Better outcomes – At the end of a 6-month trial period, the service was evaluated and demonstrated improved outcomes for women who used the service, where of the 31 women referred, 24 had successful TWOC without the need to self-catheterise. All women were contacted by the team within 48 hours and seen within the expected 7-10 days with the average wait being only 3.4 days. The new catheter valve has helped the women to maintain bladder tone and normal function, which has meant a significant number of women have been able to pass urine as soon as the catheter is removed.
Better experience – Women who use the service have reported they are extremely happy with the new service and feedback has included:
“Excellent service, I was pleased to be able to come home and spend time with my family instead of having extra 2-3 days in Hospital. Thank you so much”
“The fact I was in a situation to need to TWOC I found this very hard to deal with and was very anxious re how this would affect me long term. Being able to be in the comfort of my own home took a little bit of this angst away as I would have struggled to get back and forth to the hospital and was much more relaxed in my own environment”

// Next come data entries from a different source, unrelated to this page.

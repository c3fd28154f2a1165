//! RLE decoder: classified words -> transition records
//!
//! The wire format represents a waveform as "level begins here" events: a
//! SAMPLE word establishes a new level at the current cursor, and RUN words
//! are pure timing deltas applied to the level established by the last SAMPLE
//! word. Any number of RUN words may follow one SAMPLE word (the hardware
//! splits counts that exceed the encodable width); their durations sum
//! without producing duplicate transition records.

use std::io::Read;
use std::sync::atomic::{AtomicBool, Ordering};

use super::framer::{FrameError, Word, WordFramer};
use super::trace::{Trace, TransitionRecord};
use super::{ChannelLayout, CodecError};

/// Single-pass RLE stream decoder
///
/// Holds only the session-fixed channel layout and an optional sample budget;
/// each [`decode`](Self::decode) call owns its own framer state and output
/// buffer, so concurrent captures need nothing beyond independent sources.
#[derive(Debug, Clone, Copy)]
pub struct RleDecoder {
    layout: ChannelLayout,
    sample_budget: Option<u64>,
}

impl RleDecoder {
    /// Create a decoder for the given channel layout
    pub fn new(layout: ChannelLayout) -> Self {
        Self {
            layout,
            sample_budget: None,
        }
    }

    /// Stop decoding once the cursor reaches `budget` samples
    ///
    /// Records at or beyond the budget are discarded, never truncated
    /// mid-record. Budget exhaustion is normal termination, not an error.
    pub fn with_sample_budget(mut self, budget: u64) -> Self {
        self.sample_budget = Some(budget);
        self
    }

    /// Channel layout this decoder was built with
    pub fn layout(&self) -> ChannelLayout {
        self.layout
    }

    /// Decode a byte stream into a trace
    ///
    /// Blocking, single forward pass, O(number of words). The cancellation
    /// flag is checked between words, never mid-word; on cancellation the
    /// call fails with [`CodecError::Cancelled`] instead of returning a
    /// partial trace. All-or-nothing: no trace is returned on any error path.
    pub fn decode<R: Read>(&self, source: R, cancel: &AtomicBool) -> Result<Trace, CodecError> {
        let mut framer = WordFramer::new(source, self.layout.sample_width());
        let mut records: Vec<TransitionRecord> = Vec::new();
        let mut last_value: Option<u32> = None;
        let mut cursor: u64 = 0;

        loop {
            if cancel.load(Ordering::Relaxed) {
                return Err(CodecError::Cancelled {
                    bytes_consumed: framer.bytes_consumed(),
                    last_timestamp: cursor,
                });
            }

            let word = match framer.next() {
                None => break,
                Some(Ok(word)) => word,
                Some(Err(FrameError::Truncated { bytes_consumed })) => {
                    return Err(CodecError::CorruptStream {
                        bytes_consumed,
                        last_timestamp: cursor,
                    });
                }
                Some(Err(FrameError::Io(e))) => return Err(CodecError::Io(e)),
            };

            match word {
                Word::Sample(packed) => {
                    if self.budget_reached(cursor) {
                        break;
                    }
                    let value = self.layout.unpack(packed);
                    records.push(TransitionRecord {
                        value,
                        timestamp: cursor,
                    });
                    last_value = Some(value);
                }
                Word::Run(stored) => {
                    // A run with no preceding sample has no level to extend
                    if last_value.is_none() {
                        return Err(CodecError::Protocol {
                            bytes_consumed: framer.bytes_consumed(),
                        });
                    }
                    // Stored count is duration minus one
                    cursor += u64::from(stored) + 1;
                    if self.budget_reached(cursor) {
                        break;
                    }
                }
            }
        }

        Ok(Trace::from_records(records))
    }

    /// Decode an in-memory stream, without cancellation
    ///
    /// Convenience wrapper used by tests and offline dump replay.
    pub fn decode_bytes(&self, bytes: &[u8]) -> Result<Trace, CodecError> {
        self.decode(bytes, &AtomicBool::new(false))
    }

    fn budget_reached(&self, cursor: u64) -> bool {
        matches!(self.sample_budget, Some(budget) if cursor >= budget)
    }
}

#[cfg(test)]
mod tests {
    use super::*;
    use crate::codec::encoder::{PulseWaveform, RleEncoder};

    fn decoder(mask: u32) -> RleDecoder {
        RleDecoder::new(ChannelLayout::from_mask(mask).unwrap())
    }

    #[test]
    fn test_single_sample_word_decodes_to_one_record() {
        let trace = decoder(0xFF).decode_bytes(&[0x55]).unwrap();
        assert_eq!(trace.len(), 1);
        assert_eq!(trace.values(), &[0x55]);
        assert_eq!(trace.timestamps(), &[0]);
    }

    #[test]
    fn test_empty_stream_decodes_to_empty_trace() {
        let trace = decoder(0xFF).decode_bytes(&[]).unwrap();
        assert!(trace.is_empty());
    }

    #[test]
    fn test_run_payload_zero_is_duration_one() {
        // sample 0x10, run stored 0 (duration 1), sample 0x20
        let trace = decoder(0xFF).decode_bytes(&[0x10, 0x80, 0x20]).unwrap();
        assert_eq!(trace.values(), &[0x10, 0x20]);
        assert_eq!(trace.timestamps(), &[0, 1]);
    }

    #[test]
    fn test_run_does_not_emit_a_record() {
        let trace = decoder(0xFF).decode_bytes(&[0x10, 0x85]).unwrap();
        assert_eq!(trace.len(), 1);
        assert_eq!(trace.timestamps(), &[0]);
    }

    #[test]
    fn test_consecutive_runs_sum_durations() {
        // sample, run(duration 128), run(duration 6), sample
        let trace = decoder(0xFF)
            .decode_bytes(&[0x10, 0xFF, 0x85, 0x20])
            .unwrap();
        assert_eq!(trace.values(), &[0x10, 0x20]);
        assert_eq!(trace.timestamps(), &[0, 128 + 6]);
    }

    #[test]
    fn test_leading_run_is_protocol_error() {
        let err = decoder(0xFF).decode_bytes(&[0x83, 0x10]).unwrap_err();
        match err {
            CodecError::Protocol { bytes_consumed } => assert_eq!(bytes_consumed, 1),
            other => panic!("expected protocol error, got {:?}", other),
        }
    }

    #[test]
    fn test_mid_word_truncation_is_corrupt_stream() {
        // width 2, second word cut short after its first byte
        let err = decoder(0xFFFF)
            .decode_bytes(&[0x10, 0x00, 0x22])
            .unwrap_err();
        match err {
            CodecError::CorruptStream {
                bytes_consumed,
                last_timestamp,
            } => {
                assert_eq!(bytes_consumed, 3);
                assert_eq!(last_timestamp, 0);
            }
            other => panic!("expected corrupt stream, got {:?}", other),
        }
    }

    #[test]
    fn test_timestamps_non_decreasing_and_start_at_zero() {
        let bytes = [0x01u8, 0x80, 0x02, 0x82, 0x03, 0x80, 0x80, 0x04];
        let trace = decoder(0xFF).decode_bytes(&bytes).unwrap();
        assert_eq!(trace.timestamps()[0], 0);
        for pair in trace.timestamps().windows(2) {
            assert!(pair[0] <= pair[1]);
        }
    }

    #[test]
    fn test_decoding_is_idempotent() {
        let bytes = [0x2Au8, 0x82, 0x55, 0x81, 0x2A, 0x80];
        let dec = decoder(0xFF);
        let first = dec.decode_bytes(&bytes).unwrap();
        let second = dec.decode_bytes(&bytes).unwrap();
        assert_eq!(first, second);
    }

    #[test]
    fn test_sample_budget_discards_trailing_records() {
        // transitions at 0, 10, 20; budget 15 keeps the first two
        let bytes = [0x01u8, 0x89, 0x02, 0x89, 0x03];
        let dec = decoder(0xFF).with_sample_budget(15);
        let trace = dec.decode_bytes(&bytes).unwrap();
        assert_eq!(trace.values(), &[0x01, 0x02]);
        assert_eq!(trace.timestamps(), &[0, 10]);
    }

    #[test]
    fn test_sample_budget_zero_yields_empty_trace() {
        let dec = decoder(0xFF).with_sample_budget(0);
        let trace = dec.decode_bytes(&[0x01, 0x80, 0x02]).unwrap();
        assert!(trace.is_empty());
    }

    #[test]
    fn test_cancellation_between_words() {
        let cancel = AtomicBool::new(true);
        let err = decoder(0xFF)
            .decode(&[0x01u8, 0x80][..], &cancel)
            .unwrap_err();
        assert!(err.is_cancelled());
    }

    #[test]
    fn test_sample_value_masked_to_enabled_channels() {
        // only channels 0..3 enabled; upper nibble of the byte is dropped
        let trace = decoder(0x0F).decode_bytes(&[0x7A]).unwrap();
        assert_eq!(trace.values(), &[0x0A]);
    }

    #[test]
    fn test_packed_groups_unpacked_to_channel_positions() {
        // groups 0 and 2 enabled: 2-byte words scatter to bytes 0 and 2
        let bytes = [0x34u8, 0x12, 0x01, 0x80, 0x78, 0x56];
        let trace = decoder(0x00FF_00FF).decode_bytes(&bytes).unwrap();
        assert_eq!(trace.values(), &[0x0012_0034, 0x0056_0078]);
        assert_eq!(trace.timestamps(), &[0, 2]);
    }

    /// Pulse-train round trip against the reference encoder, over the full
    /// grid of channel layouts the hardware supports.
    #[test]
    fn test_pulse_train_round_trip_grid() {
        const PADDING: u32 = 3;
        const PWM_RATIO: f64 = 0.74;
        const SAMPLE_COUNT: u32 = 4096;

        let masks = [
            0x0000_00FFu32,
            0x0000_FF00,
            0x00FF_0000,
            0xFF00_0000,
            0x0000_FFFF,
            0x00FF_FF00,
            0xFFFF_0000,
            0x00FF_00FF,
            0xFF00_FF00,
            0xFF00_00FF,
            0xFFFF_FF00,
            0xFFFF_00FF,
            0xFF00_FFFF,
            0x00FF_FFFF,
            0xFFFF_FFFF,
        ];

        for mask in masks {
            let layout = ChannelLayout::from_mask(mask).unwrap();
            let width_bits = 8 * layout.sample_width() as u32;

            // Same pulse construction as the hardware reference fixture
            let pulse_width = (1u64 << (width_bits - 1)) - 1;
            let high_time = (PWM_RATIO * pulse_width as f64) as u32;
            let low_time = pulse_width as u32 - high_time;

            let high_value = 0x5555_5555u32 & mask;
            let low_value = (high_value >> 1) & mask;

            let wave = PulseWaveform {
                high_value,
                low_value,
                high_time,
                low_time,
                padding: PADDING,
            };

            let bytes = RleEncoder::new(layout).encode_pulse_train(&wave, SAMPLE_COUNT);
            let trace = RleDecoder::new(layout).decode_bytes(&bytes).unwrap();

            assert_eq!(
                trace.len() as u32,
                SAMPLE_COUNT / 2 + 1,
                "record count, mask 0x{:08x}",
                mask
            );

            let mut expected_timestamp = 0u64;
            for (i, record) in trace.iter().enumerate() {
                let high = i % 2 != 0;
                let expected_value = if high { high_value } else { low_value };
                assert_eq!(record.value, expected_value, "value {} mask 0x{:08x}", i, mask);
                assert_eq!(
                    record.timestamp, expected_timestamp,
                    "timestamp {} mask 0x{:08x}",
                    i, mask
                );

                expected_timestamp += if i == 0 {
                    u64::from(PADDING)
                } else if high {
                    u64::from(high_time)
                } else {
                    u64::from(low_time)
                };
            }
        }
    }
}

“I had an emergency section and was sent home with a catheter in place. To have had to go to hospital and wait around with a new born baby would have been extremely painful”
“Was great to stay at home due to reduced mobility”
Staff have also reported the new service and clinical pathways have been an improvement on the previous arrangement and that this has increased their confidence in dealing with women with urinary catheters.
Better use of resources – The new service has released resources to provide care for women on the ward. The use of the new catheter valve has been seen to speed up the process of TWOC for both the patient and the nurse as the nurse is able to check residual urine volume on the same visit. On average, using a catheter valve has saved approximately 3 hours per visit meaning staff can provide other elements of care during this time and women are not inconvenienced by long delays. All postnatal women who have a second urethral catheter placed are referred to the TWOC@Home service. Over six-months, this has amounted to saving the ward 31 day-case procedures, as well as allowing the women to be cared for within their own home.
Challenges and lessons learnt for implementation
Implementing change in a clinical area where there are rotational staff has been a challenge and this can make communication complex.
Intermittent catheterisation (IC) education continues for all midwives as the guidelines recommend trying IC where possible prior to insertion of a second indwelling catheter.
In addition, a centralised mailbox has been created for all referrals to be picked up by both the Nurse Consultant and the Community Specialist nurse.
A new look at an existing way of working can bring fresh ideas and a simple idea can make a huge difference to supporting both staff and patients.